In the third (final?) part of the Muse of Taliesin quest stories, Kal and I found ourselves taking the difficult path up the hillside towards Deganwy Castle. high above the mouth of the River Conwy. As usual we were making it hard work, or rather let me say that all of the work in this particular quest was characterised by having to really work to find and arrive at the correct location. Perhaps that was a part of the work?
No matter how much effort was involved in getting there, at the top Kal and I split into our respective places – him staying at the old outer fortifications, and me heading to the very centre of the old castle grounds. We seemed to be arriving at exactly the right time. I’ll explain that in a moment when you see the celestial objects some together in a perfect synchrony.
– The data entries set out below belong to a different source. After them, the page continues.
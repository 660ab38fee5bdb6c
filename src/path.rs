//! Property path resolution.
//!
//! A path is a `.`-separated list of keys (`address.city`, `phones.1`). A
//! `*` marks where a path stops being resolved once and starts being observed:
//! for `owner.address*city.name` the object at `owner.address` is looked up
//! now and `city.name` is the (chained) key observed on it. For reads a `*`
//! behaves like a `.`.
//!
//! Resolution never fails loudly: a missing hop yields null. Use
//! [`required_object_for_property_path`] when a missing hop is a bug.

use once_cell::sync::Lazy;
use regex::Regex;

use crate::error::{Error, Result};
use crate::observable::Object;
use crate::value::Value;
use crate::{Gettable, Settable};

static INDEX_SEGMENT: Lazy<Regex> = Lazy::new(|| Regex::new(r"^\d+$").expect("valid index pattern"));

pub fn is_index(segment: &str) -> bool {
  INDEX_SEGMENT.is_match(segment)
}

pub(crate) fn segments(path: &str) -> Vec<&str> {
  path.split(|c| c == '.' || c == '*').filter(|s| !s.is_empty()).collect()
}

pub(crate) fn json_get(json: &serde_json::Value, key: &str) -> Value {
  match json {
    serde_json::Value::Array(items) if is_index(key) => key
      .parse::<usize>()
      .ok()
      .and_then(|index| items.get(index))
      .cloned()
      .map_or(Value::NULL, Value::Json),
    serde_json::Value::Array(items) if key == "length" => Value::from(items.len()),
    serde_json::Value::String(s) if key == "length" => Value::from(s.chars().count()),
    serde_json::Value::Object(map) => map.get(key).cloned().map_or(Value::NULL, Value::Json),
    _ => Value::NULL,
  }
}

pub(crate) fn walk(mut current: Value, segments: &[&str]) -> Value {
  for segment in segments {
    if current.is_null() {
      return Value::NULL;
    }
    current = get(&current, segment);
  }
  current
}

pub fn get(root: &Value, key: &str) -> Value {
  root.get(key)
}

pub fn get_path(root: &Value, path: &str) -> Value {
  walk(root.clone(), &segments(path))
}

pub fn set(root: &Value, key: &str, value: impl Into<Value>) -> Result<()> {
  root.set(key, value.into())
}

pub fn set_path(root: &Value, path: &str, value: impl Into<Value>) -> Result<()> {
  let value = value.into();
  let normalized = path.replace('*', ".");
  let (prefix, key) = match normalized.rfind('.') {
    Some(stop) => (&normalized[..stop], &normalized[stop + 1..]),
    None => ("", normalized.as_str()),
  };
  match object_for_property_path(root, prefix) {
    Some(target) => target.set(key, value),
    None => {
      log::debug!("set_path: `{}` does not resolve, ignoring", path);
      Ok(())
    }
  }
}

/// Follows `path` from `root`. `None` when any hop, or the result, is null.
pub fn object_for_property_path(root: &Value, path: &str) -> Option<Value> {
  let mut current = root.clone();
  for segment in segments(path) {
    current = get(&current, segment);
    if current.is_null() {
      return None;
    }
  }
  if current.is_null() {
    None
  } else {
    Some(current)
  }
}

pub fn required_object_for_property_path(root: &Value, path: &str) -> Result<Value> {
  object_for_property_path(root, path).ok_or_else(|| Error::PathNotFound(path.to_string()))
}

/// Splits `path` into the observable object to attach to and the key to
/// observe on it. The split is at the `*` if there is one, otherwise at the
/// last `.`.
pub fn tuple_for_property_path(root: &Value, path: &str) -> Option<(Object, String)> {
  let stop = path.find('*').or_else(|| path.rfind('.'));
  let (prefix, key) = match stop {
    Some(stop) => (&path[..stop], &path[stop + 1..]),
    None => ("", path),
  };
  if key.is_empty() {
    return None;
  }
  let target = object_for_property_path(root, prefix)?.as_observable()?;
  Some((target, key.to_string()))
}

/// In-place assignment inside a plain JSON document. Intermediate objects
/// are created as needed; array hops must already exist. Returns whether the
/// value was stored.
pub fn set_json_path(json: &mut serde_json::Value, path: &str, value: serde_json::Value) -> bool {
  let indexs = segments(path);
  let Some((last, parents)) = indexs.split_last() else {
    return false;
  };
  let mut json = json;
  for index in parents {
    json = match json {
      serde_json::Value::Array(items) if is_index(index) => {
        match index.parse::<usize>().ok().and_then(|i| items.get_mut(i)) {
          Some(item) => item,
          None => return false,
        }
      }
      serde_json::Value::Object(map) => map
        .entry(index.to_string())
        .or_insert_with(|| serde_json::Value::Object(serde_json::Map::new())),
      _ => return false,
    };
  }
  match json {
    serde_json::Value::Array(items) if is_index(last) => {
      match last.parse::<usize>().ok().and_then(|i| items.get_mut(i)) {
        Some(slot) => {
          *slot = value;
          true
        }
        None => false,
      }
    }
    serde_json::Value::Object(map) => {
      map.insert(last.to_string(), value);
      true
    }
    _ => false,
  }
}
As I walked into the barely-lit dark cauldron of the castle I was faced with the two silhouetted breasts of Ceridwen. These were two hills which a well-known feature of the castle’s upper formation – like the Paps of Anu in Kerry, Ireland. To me they were symbols of the Mother Goddess. My thoughts moved back to Taliesin whose mother was Ceridwen – the crone goddess associated with inspiration. Surely, I thought, I was now in the bosom of the goddess at this site associated with her son? For Kal, he has experience of the crone goddess in the form of Cailleach. For me, currently, it is Ceridwen. She is the owner of The Cauldron of Poetic Inspiration (awen).
A Peculiar Spiral
Here’s a funny coincidence. On the Wikipedia page for Ceridwen (which I hadn’t looked at until I did this research) there is the painting “Ceridwen” by Christopher Williams.
It is exactly the woman that I saw in my dream last year when I did a spirit release within the dream. Here is a link to that story. At the time when I wrote the post I found the nearest picture I could, but it never matched completely. This painting does!
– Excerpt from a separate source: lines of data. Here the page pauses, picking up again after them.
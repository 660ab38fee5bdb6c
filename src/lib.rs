//! Key-value observation with a run loop that coalesces change notifications.
//!
//! Objects hold properties as [`Value`]s (plain `serde_json` data or handles to
//! other observable objects and lists). Observers attach to keys or property
//! paths, bindings keep two paths in sync, and a [`RunLoop`] batches every
//! change made between `begin()` and `end()` into a single flush:
//!
//! 1. pending property changes are collected from dirty objects,
//! 2. observers waiting for an unresolvable path are retried,
//! 3. observers fire, once per `(object, key, observer)`,
//! 4. bindings sync,
//! 5. `invoke_once` / `invoke_last` tasks run,
//! 6. due timers fire.
//!
//! Anything those steps change is handled by another pass of the same flush,
//! up to [`Config::max_flush_passes`].

pub(crate) mod array;
pub(crate) mod binding;
pub(crate) mod chain;
pub mod config;
pub(crate) mod enumerable;
pub mod error;
pub mod index_set;
pub(crate) mod observable;
pub(crate) mod observer;
pub mod observer_queue;
pub mod observer_set;
pub mod path;
pub(crate) mod range_observer;
pub(crate) mod run_loop;
pub(crate) mod tasks;
pub(crate) mod value;

pub use array::{ArrayChange, ArrayObserver, List};
pub use binding::{Binding, BindingState, Direction, Transform, MULTIPLE_PLACEHOLDER};
pub use config::Config;
pub use enumerable::{Enumerable, Objects};
pub use error::{Error, Result};
pub use index_set::IndexSet;
pub use observable::{Computed, Object, ObjectId};
pub use observer::{Change, Observer, TargetId};
pub use range_observer::{RangeChange, RangeObserver};
pub use run_loop::{FlushReport, RunLoop};
pub use tasks::{Clock, ManualClock, SystemClock, TaskHandle};
pub use value::Value;

/// Read access by key and by property path.
pub trait Gettable {
  fn get(&self, key: &str) -> Value;

  fn get_path(&self, path: &str) -> Value {
    let segments = path::segments(path);
    match segments.split_first() {
      Some((first, rest)) => path::walk(self.get(first), rest),
      None => Value::NULL,
    }
  }
}

/// Write access by key and by property path.
pub trait Settable {
  fn set(&self, key: &str, value: Value) -> Result<()>;

  fn set_path(&self, path: &str, value: Value) -> Result<()>;
}

impl Gettable for Object {
  fn get(&self, key: &str) -> Value {
    Object::get(self, key)
  }
}

impl Settable for Object {
  fn set(&self, key: &str, value: Value) -> Result<()> {
    Object::set(self, key, value)
  }

  fn set_path(&self, path: &str, value: Value) -> Result<()> {
    Object::set_path(self, path, value)
  }
}

impl Gettable for List {
  fn get(&self, key: &str) -> Value {
    List::get(self, key)
  }
}

impl Settable for List {
  fn set(&self, key: &str, value: Value) -> Result<()> {
    self.entity().set(key, value)
  }

  fn set_path(&self, path: &str, value: Value) -> Result<()> {
    path::set_path(&Value::List(self.clone()), path, value)
  }
}

impl Gettable for serde_json::Value {
  fn get(&self, key: &str) -> Value {
    path::json_get(self, key)
  }
}

impl Gettable for Value {
  fn get(&self, key: &str) -> Value {
    match self {
      Value::Json(json) => path::json_get(json, key),
      Value::Object(obj) => obj.get(key),
      Value::List(list) => list.get(key),
    }
  }

  fn get_path(&self, path: &str) -> Value {
    path::get_path(self, path)
  }
}

impl Settable for Value {
  fn set(&self, key: &str, value: Value) -> Result<()> {
    match self {
      Value::Object(obj) => obj.set(key, value),
      Value::List(list) => list.entity().set(key, value),
      Value::Json(_) => {
        log::debug!("ignoring set of `{}` on a plain value", key);
        Ok(())
      }
    }
  }

  fn set_path(&self, path: &str, value: Value) -> Result<()> {
    path::set_path(self, path, value)
  }
}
I thought I must have done a real release of a trapped spirit. Maybe there was something more profound going on instead, involving Ceridwen and her son Taliesin? She did give him away as a baby, setting his adrift in a leather bag in the Menai Straits. At the time of the dream I dismissed her, thinking she was asking for release from her anguish. Now I seem happy to be cushioned in her bosom. Funny, how these things come back as echoes rippling through our minds to re-surface as the spiral swirls around and re-threads itself through our living consciousness.
At that moment stood on a power centre at the very highest point of the castle, and with a view in all four directions, I was inspired by the sights around me – the setting Sun, the just-visible blood-red rising full Moon, the distant hills and the sparkling sea. I laid out my new elemental angel crystals to match this set of four inspirational points.
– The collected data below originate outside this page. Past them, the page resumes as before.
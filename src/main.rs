use reactive_kvo::{ArrayObserver, Binding, Computed, Config, Observer, RunLoop, TargetId};

fn main() -> reactive_kvo::Result<()> {
  env_logger::init();

  let run_loop = RunLoop::with_config(Config::from_env());
  let person = run_loop.create_object(serde_json::json!({
      "name": "John Doe",
      "age": 43,
      "address": {
          "province": "山东"
      }
  }));
  let phones = run_loop.create_list(["+44 1234567", "+44 2345678"]);
  person.set("phones", &phones)?;
  person.define_property(
    "summary",
    Computed::getter(|p| format!("{} ({})", p.get("name"), p.get("age")).into())
      .property(["name", "age"])
      .cacheable(),
  );

  person.add_observer("summary", Observer::from_fn(|change| {
    println!("-- summary: {}", change.value);
  }));
  person.add_observer("phones.[]", Observer::from_fn(|change| {
    println!("-- hello observer, phones.1: {}", change.sender.get_path("phones.1"));
  }));
  phones.add_array_observer(ArrayObserver::new(TargetId::unique()).did_change(|list, change| {
    println!("-- phones changed at {} (-{} +{}), now {}", change.start, change.removed, change.added, list.len());
  }));

  let label = run_loop.create_object(serde_json::json!({ "text": null }));
  let _binding = Binding::from(&person, "name").to(&label, "text").connect(&run_loop)?;

  run_loop.run(|| -> reactive_kvo::Result<()> {
    person.set("name", "zhangsan")?;
    person.set("age", 18)?;
    person.set("age", 19)?;
    phones.replace(1, 1, ["0539"])?;
    Ok(())
  })??;

  println!(
    "name: {}, age: {}, label: {}",
    person.get("name"),
    person.get("age"),
    label.get("text")
  );
  println!("first phone {}", person.get_path("phones.0"));
  println!("province {}", person.get_path("address.province"));
  Ok(())
}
I called on each angel to help me gather the Awen of Taliesin. I felt them all around me as I respectfully invited them to come work with me, and asked my spirit guide to mediate the relationship so as to ensure that it was done correctly and with the right energy. I held out my cupped hands, in supplication. The fifth clear crystal glistened in the last rays of sun and the first rays of moon. In turn the angels added the Awen of Taliesin to my “bowl” (or “cauldron”?). The energy wove itself into a loose bundle of threads, sloshing around in my “bowl” and writhing like eels, alive with subtle energy from a dimensions I could only glimpse in dreams.
This moment made me think that this was the third “Awen gift” – the third “transformation” that I had received at the hands of Taliesin’s Awen, and it finds a parallel in the essay on the British Druid Order web site, which talks about the story of Gwion Bach‘s transformation into the bard Taliesin:
“It is tempting to interpret the whole story as an instruction manual for Bardic initiation. Gwion encounters three receptacles of transformation: the cauldron, the womb, and the leather bag from which he finally emerges as Taliesin. He encounters each through the actions of Ceridwen, who acts as initiatrix throughout. We could further speculate that the three receptacles represent a series of initiations as Bard, Ovate, and Druid: the drink from the cauldron opens the mind of the Bard to the gift of Awen; the sojourn in the womb of the Goddess gives the Ovate wisdom to understand it; the ordeal of being cast into the sea in the leather bag (perhaps a coracle?) enables the Druid to conquer the ultimate fear: the fear of death.” (source: BDO)
So far on my quest I had received Taliesin’s Awen in the “womb” of the Maen Y Bardd dolmen, then in a “woven bag”, and now within Ceridwen’s cauldron at Deganwy Castle. The similarities intrigue me.
The full moon rose as the sun finally disappeared. As it rose it shifted from red to white all the while we left, and we stared at it all the way home, enraptured by its fullness, its power of attraction. Was this the final Awen influx, or was there more to obtain before Beltane?